Confesercenti aderisce alla petizione #pizzaUnesco, che si prefigge di raccogliere un milione di firme per sostenere la campagna di riconoscimento dell’arte dei pizzaiuoli napoletani come patrimonio immateriale dell’umanità da parte dell’Unesco. La pizza napoletana, unico tipo di pizza italiana riconosciuta in ambito nazionale ed europeo, è infatti già ufficialmente riconosciuta come Specialità tradizionale garantita della Comunità Europea. Il riconoscimento da parte dell’Unesco proteggerebbe in tutto il mondo la pizza e l’economia ad essa legata. Riconoscere la pizza è quindi un’occasione unica per salvaguardare uno dei prodotti gastronomici Made in Italy più importanti.

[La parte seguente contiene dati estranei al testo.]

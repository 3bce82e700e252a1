//! Image artifact and speech synthesis collaborators.

use std::path::PathBuf;

use async_trait::async_trait;
use crate::error::CollaboratorError;

#[async_trait]
pub trait ImageStore: Send + Sync {
    /// Local file for an uploaded artifact, `None` if it does not exist.
    async fn resolve_local_path(&self, artifact_id: &str) -> Result<Option<PathBuf>, CollaboratorError>;

    /// Attach artifacts to a saved message.
    async fn link_to_message(&self, artifact_ids: &[String], message_id: &str) -> Result<(), CollaboratorError>;
}

#[async_trait]
pub trait SpeechSynthesizer: Send + Sync {
    /// Render `text` to audio and return where it was written.
    async fn generate_audio(&self, text: &str) -> Result<String, CollaboratorError>;
}
//! # FieldVoice Core
//!
//! Domain types, collaborator traits, and error definitions for the FieldVoice
//! agronomy agent. This crate does no I/O: it defines the shapes that flow
//! through a turn (context frames, intents, data bundles, chemical matches)
//! and the traits every outside service is reached through.
//!
//! ## Design Philosophy
//!
//! Every collaborator is a trait here. Implementations live in their
//! respective crates (`fieldvoice-providers`, `fieldvoice-memory`) or in
//! tests as scripted mocks. All crates depend inward on core.

pub mod error;
pub mod message;
pub mod provider;
pub mod context;
pub mod intent;
pub mod chemical;
pub mod bundle;
pub mod language;
pub mod search;
pub mod store;
pub mod vision;
pub mod weather;
pub mod media;
pub mod user;

// Re-export key types at crate root for ergonomics
pub use error::{Error, Result};
pub use message::{Conversation, ConversationId, HistoryLine, Message, Role};
pub use provider::{Provider, ProviderRequest, ProviderResponse};
pub use context::{ContextFrame, ContextUpdate, Entity, TaskKind};
pub use intent::{Intent, Needs, Targets};
pub use chemical::{ChemicalContext, ChemicalMatch, ChemicalSearchResult};
pub use bundle::{ConversationContext, DataBundle, SourceResult};
pub use language::Translator;
pub use search::{KnnQuery, ProductIndex, SearchHit};
pub use store::ConversationStore;
pub use vision::{Catalog, Detection, VisionResult, VisionService};
pub use weather::WeatherService;
pub use media::{ImageStore, SpeechSynthesizer};
pub use user::{UserDirectory, UserProfile};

"La pizza napoletana è senza dubbio uno dei simboli dell’italianità in tutto il mondo", ha spiegato Mauro Bussoni, segretario generale Confesercenti, intervenendo a Napoli alla manifestazione di sostegno alla petizione . "Ma al di là dell’elemento simbolico, i dati sulla produzione, sul consumo e sul giro d’affari che sono stati presentati oggi danno la dimensione del successo che questo prodotto riscuote ovunque. Un alimento composto da pochi, semplici elementi che però vanno miscelati con una particolare maestria (da qui il titolo di maestri conquistato dai pizzaiuoli napoletani), tramandata di generazione in generazione ed insegnata in Università, accademie, scuole ed istituti nati al solo scopo di offrire una formazione adeguata a chi intenda imparare quest’arte: sono circa 20 mila gli studenti in tutta Italia che scelgono questi percorsi formativi, il cui valore va riconosciuto al più presto. La scelta di Confesercenti di sostenere questa iniziativa nasce dalla convinzione che il riconoscimento da parte dell’Unesco possa dare il meritato valore ad uno dei prodotti Made in Italy più famosi al mondo.

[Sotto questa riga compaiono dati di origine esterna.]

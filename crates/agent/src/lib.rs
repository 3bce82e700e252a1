//! The FieldVoice turn pipeline.
//!
//! One user turn flows through:
//!
//! 1. **Normalize** the utterance into the working language
//! 2. **Read** the conversation's context frame
//! 3. **Classify** intent against recent history and a context hint
//! 4. **Fuse** data from the sources the intent needs (chemical resolver,
//!    weather, vision, memory) together with carried-over context
//! 5. **Answer** from the fused bundle and translate back
//! 6. **Write** the bundle's effects back into the context frame
//!
//! Turns on the same conversation are serialized; frame writes carry a
//! version stamp so a write based on a stale read is rejected.

pub mod answer;
pub mod chemical;
pub mod classifier;
pub mod context;
pub mod fusion;
pub mod language;
pub mod locks;
pub mod notify;
pub mod pipeline;
pub mod vision;

#[cfg(test)]
pub(crate) mod test_helpers;

pub use answer::AnswerGenerator;
pub use chemical::{ChemicalResolver, FuzzyMatcher, SearchSettings, build_semantic_query};
pub use classifier::{CLASSIFIER_PROMPT, IntentClassifier};
pub use context::{ContextFrameStore, FrameSnapshot, build_context_hint, prepare_context_updates};
pub use fusion::{FusionInput, FusionOrchestrator};
pub use language::{LanguageNormalizer, NormalizedText};
pub use locks::{ConversationLocks, TurnGuard};
pub use notify::{ThinkingEvent, ThinkingRegistry};
pub use pipeline::{PipelineSettings, Services, TurnOutcome, TurnPipeline, TurnRequest};
pub use vision::VisionStep;
//! Agrochemical product matches and the shapes derived from them.
//!
//! A [`ChemicalSearchResult`] is what the resolver hands to the data bundle.
//! A [`ChemicalContext`] is the trimmed form that is allowed into a
//! conversation's context frame: products carry only `{id, name, score}`.

use serde::{Deserialize, Serialize};

/// One product returned by the product index.
#[derive(Debug, Clone, PartialEq, Serialize, Deserialize)]
pub struct ChemicalMatch {
    pub id: String,
    pub name: String,
    #[serde(default)]
    pub score: f64,
    #[serde(default, skip_serializing_if = "Option::is_none")]
    pub description: Option<String>,
}

impl ChemicalMatch {
    pub fn new(id: impl Into<String>, name: impl Into<String>, score: f64) -> Self {
        Self {
            id: id.into(),
            name: name.into(),
            score,
            description: None,
        }
    }

    pub fn with_description(mut self, description: impl Into<String>) -> Self {
        self.description = Some(description.into());
        self
    }

    /// The frame-safe `{id, name, score}` projection.
    pub fn trimmed(&self) -> Self {
        Self {
            id: self.id.clone(),
            name: self.name.clone(),
            score: self.score,
            description: None,
        }
    }
}

/// Outcome of a chemical resolution.
#[derive(Debug, Clone, PartialEq, Serialize, Deserialize)]
#[serde(rename_all = "camelCase")]
pub struct ChemicalSearchResult {
    /// Human-readable summary enumerating product names
    #[serde(default)]
    pub answer: String,
    pub success: bool,
    #[serde(default)]
    pub products: Vec<ChemicalMatch>,
    #[serde(default, skip_serializing_if = "Option::is_none")]
    pub best_match: Option<ChemicalMatch>,
}

impl ChemicalSearchResult {
    /// A successful resolution for `query`.
    pub fn found(query: &str, products: Vec<ChemicalMatch>, best_match: Option<ChemicalMatch>) -> Self {
        Self {
            answer: summarize(&format!("Found {} products matching \"{query}\"", products.len()), &products),
            success: true,
            products,
            best_match,
        }
    }

    /// Nothing matched and there was nothing in context to fall back on.
    pub fn not_found(query: &str) -> Self {
        Self {
            answer: format!("No products found matching \"{query}\". Please try again."),
            success: false,
            products: Vec::new(),
            best_match: None,
        }
    }

    /// Re-present a frame's chemical context as a result, without searching.
    pub fn carried_over(context: &ChemicalContext) -> Self {
        Self {
            answer: summarize(
                &format!("{} products from earlier in the conversation", context.products.len()),
                &context.products,
            ),
            success: context.success,
            products: context.products.clone(),
            best_match: context.best_match.clone(),
        }
    }

    pub fn is_empty(&self) -> bool {
        self.products.is_empty()
    }
}

fn summarize(headline: &str, products: &[ChemicalMatch]) -> String {
    let lines: Vec<String> = products.iter().map(|p| format!("- {}", p.name)).collect();
    format!("{headline}:\n{}", lines.join("\n"))
}

/// The trimmed chemical entry stored in a context frame.
#[derive(Debug, Clone, PartialEq, Default, Serialize, Deserialize)]
#[serde(rename_all = "camelCase")]
pub struct ChemicalContext {
    pub success: bool,
    #[serde(default, skip_serializing_if = "Option::is_none")]
    pub best_match: Option<ChemicalMatch>,
    #[serde(default)]
    pub products: Vec<ChemicalMatch>,
}

impl ChemicalContext {
    /// Trim a search result for storage. The best match falls back to the
    /// first product when the result did not name one.
    pub fn from_result(result: &ChemicalSearchResult) -> Self {
        let best_match = result
            .best_match
            .clone()
            .or_else(|| result.products.first().cloned());
        Self {
            success: result.success,
            best_match,
            products: result.products.iter().map(ChemicalMatch::trimmed).collect(),
        }
    }
}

"Con l’adesione del sistema Confesercenti", ha affermato Alfonso Pecoraro Scanio, Presidente della Fondazione UniVerde e promotore della campagna #PizzaUnesco, "la petizione si apre al mondo del commercio, del turismo, dei servizi, dell’artigianato e dell’industria diventando sempre più espressione della valenza nazionale ed internazionale della candidatura italiana. Proprio oggi si apre in Namibia la riunione annuale del Comitato intergovernativo Unesco per la salvaguardia del patrimonio culturale immateriale. In concomitanza con tale sessione, occorre che i rappresentanti del governo italiano ottengano date certe per l’esame della candidatura dell’arte dei pizzaiuoli napoletani, possibilmente già nel 2016, sulla scia dell’Expo di Milano dedicata all’agricoltura e al cibo. Oltre 500 mila persone in tutto il mondo hanno già sostenuto la petizione e con questo nuovo importante sostegno sono convinto raggiungeremo presto l’obiettivo del primo milione di firme".

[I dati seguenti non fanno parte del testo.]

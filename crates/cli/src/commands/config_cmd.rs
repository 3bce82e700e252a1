//! `fieldvoice config` — Configuration management commands.

use fieldvoice_config::AppConfig;

const REDACTED: &str = "***";

pub async fn validate() -> Result<(), Box<dyn std::error::Error>> {
    println!("🔍 Validating configuration...");

    match AppConfig::load() {
        Ok(config) => {
            println!("   ✅ Config parsed successfully");

            let warnings = warnings(&config);
            if warnings.is_empty() {
                println!("   ✅ All checks passed");
            } else {
                println!();
                for w in &warnings {
                    println!("   ⚠️  {w}");
                }
            }

            println!();
            println!("   Model:      {}", config.model);
            println!("   Embedding:  {}", config.embedding_model);
            println!("   Language:   {}", config.pipeline.working_language);
            println!("   Search:     {} ({})", config.search.url, config.search.index);
            println!("   Store:      {}", config.store.backend);
        }
        Err(e) => {
            println!("   ❌ Config error: {e}");
            return Err(e.into());
        }
    }

    Ok(())
}

/// Non-fatal problems with an otherwise loadable config.
fn warnings(config: &AppConfig) -> Vec<&'static str> {
    let mut warnings = Vec::new();

    if config.api_key.is_none() {
        warnings.push("No API key set (set FIELDVOICE_API_KEY or OPENAI_API_KEY env var)");
    }

    if config.search.api_key.is_none() && !config.search.url.contains("localhost") {
        warnings.push("Remote search index without search.api_key");
    }

    if config.pipeline.history_limit > 50 {
        warnings.push("pipeline.history_limit above 50 makes classifier prompts very long");
    }

    warnings
}

pub async fn show() -> Result<(), Box<dyn std::error::Error>> {
    let config = AppConfig::load().map_err(|e| format!("Failed to load config: {e}"))?;
    println!("{}", redacted_toml(config)?);
    Ok(())
}

fn redacted_toml(mut config: AppConfig) -> Result<String, toml::ser::Error> {
    if config.api_key.is_some() {
        config.api_key = Some(REDACTED.into());
    }
    if config.search.api_key.is_some() {
        config.search.api_key = Some(REDACTED.into());
    }
    toml::to_string_pretty(&config)
}

pub async fn path() -> Result<(), Box<dyn std::error::Error>> {
    let config_path = AppConfig::config_dir().join("config.toml");
    println!("{}", config_path.display());
    Ok(())
}

pub async fn init() -> Result<(), Box<dyn std::error::Error>> {
    let dir = AppConfig::config_dir();
    let config_path = dir.join("config.toml");

    if config_path.exists() {
        println!("  Config already exists at {}", config_path.display());
        return Ok(());
    }

    std::fs::create_dir_all(&dir)?;
    std::fs::write(&config_path, AppConfig::default_toml())?;
    println!("  ✅ Wrote default config to {}", config_path.display());
    println!("     Set FIELDVOICE_API_KEY or add api_key to the file before chatting.");
    Ok(())
}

"La pizza è uno dei prodotti simbolo della cucina e della cultura italiana nel mondo, probabilmente il più famoso e diffuso in assoluto", ha sottolineato Esmeralda Giampaoli, presidente di Fiepet. "Purtroppo, però, il processo di massificazione ha avuto effetti collaterali, portando grandi catene e pizzerie ‘improvvisate’ a proporre tipologie di pizza lontanissime dalla tradizione e dagli standard qualitativi originali. La petizione serve anche a riportare l’attenzione sulle produzioni di pizza di alta qualità, fatte rispettando i tempi naturali di lievitazione e usando ingredienti di prima scelta, come la grande tradizione dei piazzaioli italiani prevede. Una ri-valorizzazione che non può che essere positiva per un piatto che rappresenta una parte importantissima dell’offerta dei pubblici esercizi in Italia".

"La pizza, e lo dico con l’orgoglio di operatore italiano, l’abbiamo inventata noi", ha affermato Davide Trombini, presidente di Assopanificatori-Fiesa "primi fra tutti i napoletani che con un pezzo di pane schiacciato, un po’ di pomodoro alici e mozzarella hanno dato vita ad uno dei prodotti italiani più famosi al mondo. Oggi la pizza nei nostri forni rappresenta una buona opportunità di business. Si calcola che pesi tra il 25 e il 30% del fatturato. Ma soprattutto rappresenta una grande chance di mercato e di differenziazione dell’attività per i fornai e le panetterie. Di questi tempi è quasi una soluzione alla crisi della caduta dei consumi di pane".